12. Insaf 2

9 4 0
                                    

"Zi, lo serius sama apa yang tadi lo bilang?" tanya Galen memastikan.

Setelah menyampaikan maksud dan tujuan kedatangan mereka yang secara tiba-tiba, kini keduanya berjalan menuju arah pulang.

"Sebenernya agak kurang yakin, sih," sahut Zian enteng.

"Sudah kuduga," umpat Galen seraya memijat pelipisnya.

Sebenarnya bukan karena dia tidak ingin bertaubat, hanya saja jika tujuan Zian adalah untuk mendapatkan Nafisha ... Galen merasa enggan turut serta. Namun, di sisi lain dia juga tidak bisa menolak ajakan Zian. Anggap saja rencana mereka memang murni untuk menata kembali hidup yang sudah porak poranda.
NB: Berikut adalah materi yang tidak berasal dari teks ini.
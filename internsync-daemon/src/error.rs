use std::path::PathBuf;

use thiserror::Error;

/// Error surface for the scheduler runtime.
///
/// Failed sync runs are not daemon errors: they are logged, recorded and
/// retried on the next tick.
#[derive(Debug, Error)]
pub enum DaemonError {
    #[error("I/O error at {path}: {source}")]
    Io {
        path: PathBuf,
        #[source]
        source: std::io::Error,
    },

    #[error("JSON error: {0}")]
    Json(#[from] serde_json::Error),

    #[error("{task} task failed: {message}")]
    Task { task: &'static str, message: String },
}

pub(crate) fn io_err(path: impl Into<PathBuf>, source: std::io::Error) -> DaemonError {
    DaemonError::Io {
        path: path.into(),
        source,
    }
}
Menjadi pribadi yang lebih baik ... tidak ada salahnya, bukan?

"Kita coba aja dulu. Sekarang kita harus cari baju buat ngaji besok," ucap Zian.

Galen hanya bisa mengangguk dan ikut ke mana Zian pergi. Kedua pria itu segera pergi ke mall untuk mencari baju koko yang pas. Rasa bingung pada keduanya, membuat mereka tak kunjung selesai memilih.

***

Bada isya, Nafisha bersiap-siap menuju rumah Giri. Di sana akan diadakan kumpulan Karang Taruna dan juga Remaja Masjid.

Sebentar lagi jelang ramadhan, tentu saja kegiatan keagamaan harus menjadi prioritas di bulan suci nanti.

Nafisha berjalan menuju ke pintu utama dengan buku catatan di genggamannya.

"Kak, tunggu!" seru Faris membuat Nafisha menghentikan langkahnya di ambang pintu.

"Ada apa?"

"Barengan dong, berangkatnya," kata Faris seraya bergegas menghampiri sang kakak.

Nafisha mengembuskan napas kecil. Dia lupa jika tahun ini Faris juga sudah mulai diangkat menjadi anggota organisasi. Itu artinya adik dia satu-satunya sudah beranjak remaja. Tidak terasa memang.

Mereka berdua berjalan berdampingan menuju rumah Giri yang tak begitu jauh. Sampainya di sana, ternyata baru ada tiga remaja putri, satu remaja putra, dan Giri.

"Assalamualaikum?" salam Nafisha dan Faris bersamaan.

"Waalaikumsalam," sahut mereka yang berada di sana.

"Belum kumpul semua ya, Mas?" tanya Faris terhadap Giri. Lain halnya dengan Nafisha yang hanya terdiam menunduk. Wanita itu tidak punya keberanian untuk mengatakan sesuatu, bahkan untuk sekadar mengangkat wajahnya. Dia merasa canggung ketika mengingat malam di mana mereka bertemu.

"Iya. Mungkin sebentar lagi semuanya datang," sahut Giri disertai senyuman kecil.

Netranya tidak bisa ditahan untuk melihat sekilas ke arah Nafisha. Seketika di dalam hatinya, Giri merapalkan istigfar beberapa kali. Berusaha menghindari nafsu yang hampir saja menguasai dirinya.

"Silakan duduk," ucap pria itu pada akhirnya.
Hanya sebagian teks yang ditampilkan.